Researchers analyzed data from 70 adults, with an average age of 65, all suffering from advanced blood cancers. Participants underwent a “reduced-intensity” conditioning regimen to suppress their immune system before transplantation, followed by the infusion of stem cells from unrelated, partially matched donors. The results were promising, with a 79% overall survival rate at one year, comparable to fully matched donor outcomes.
One of the primary risks of transplantation is graft-versus-host disease. However, the study found that 51% of participants were free from this disease and had not relapsed one year post-transplant, aligning with rates seen in fully matched donor transplants, Dr. Al Malki reports.
Transformative Impact on Donor Availability
Historically, the scarcity of matched, related sibling donors and the significant variability in unrelated donor availability have been major barriers, especially for patients of diverse ethnic backgrounds, explains Steven M. Devine, MD, chief medical officer of the National Marrow Donor Program (NMDP) and Be The Match. “These findings advance our ability to offer more options to patients without a fully matched donor, many of whom are ethnically diverse and have been underserved in receiving potentially lifesaving cell therapy,” Dr. Devine asserts.
These results are a crucial step towards addressing existing disparities, agrees Dr. Miklos. “In the past, we could not bring some patients forward to receive this lifesaving therapy because they didn’t have a compatible donor, but with the new approach of using post-transplant cyclophosphamide, all patients have donors now,” he says.
Future Implications and Broader Access
The success of this new approach holds significant implications for the future of stem cell transplants. By making it possible for patients to receive transplants from partially matched, unrelated donors, this method could drastically reduce the waiting time for suitable donors and increase the overall accessibility of stem cell therapy. This is particularly important for ethnically diverse populations who have historically faced challenges in finding matching donors.
Dr. Al Malki and his colleagues are optimistic about the potential of this approach to transform the landscape of stem cell transplants. “We are hopeful that this technique will become a standard part of stem cell transplant protocols, providing more patients with the opportunity to receive the treatment they need,” he says.
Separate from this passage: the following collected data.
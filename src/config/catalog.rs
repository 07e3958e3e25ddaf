//! Question catalog source configuration

use serde::Deserialize;
use std::path::PathBuf;

use super::error::ValidationError;

/// Where question documents are read from
#[derive(Debug, Clone, Deserialize)]
pub struct CatalogConfig {
    /// Catalog source kind
    #[serde(default)]
    pub source: CatalogSource,

    /// JSON file of question documents (file source only)
    pub path: Option<PathBuf>,
}

/// Catalog source kind
#[derive(Debug, Clone, Copy, Deserialize, PartialEq, Eq, Default)]
#[serde(rename_all = "lowercase")]
pub enum CatalogSource {
    /// Catalog compiled into the binary
    #[default]
    Embedded,
    /// JSON file on disk
    File,
}

impl CatalogConfig {
    /// Validate catalog configuration
    pub fn validate(&self) -> Result<(), ValidationError> {
        if self.source == CatalogSource::File && self.path.is_none() {
            return Err(ValidationError::MissingRequired("catalog.path"));
        }
        Ok(())
    }
}

impl Default for CatalogConfig {
    fn default() -> Self {
        Self {
            source: CatalogSource::Embedded,
            path: None,
        }
    }
}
Hence, the innovative use of cyclophosphamide in stem cell transplants represents a significant advancement in the treatment of blood cancers. By expanding the pool of potential donors and improving survival rates, this approach offers new hope to many patients, particularly those from underrepresented racial and ethnic groups. The findings from the ACCESS trial underscore the potential for broader access to lifesaving therapies, paving the way for a more equitable and effective healthcare system.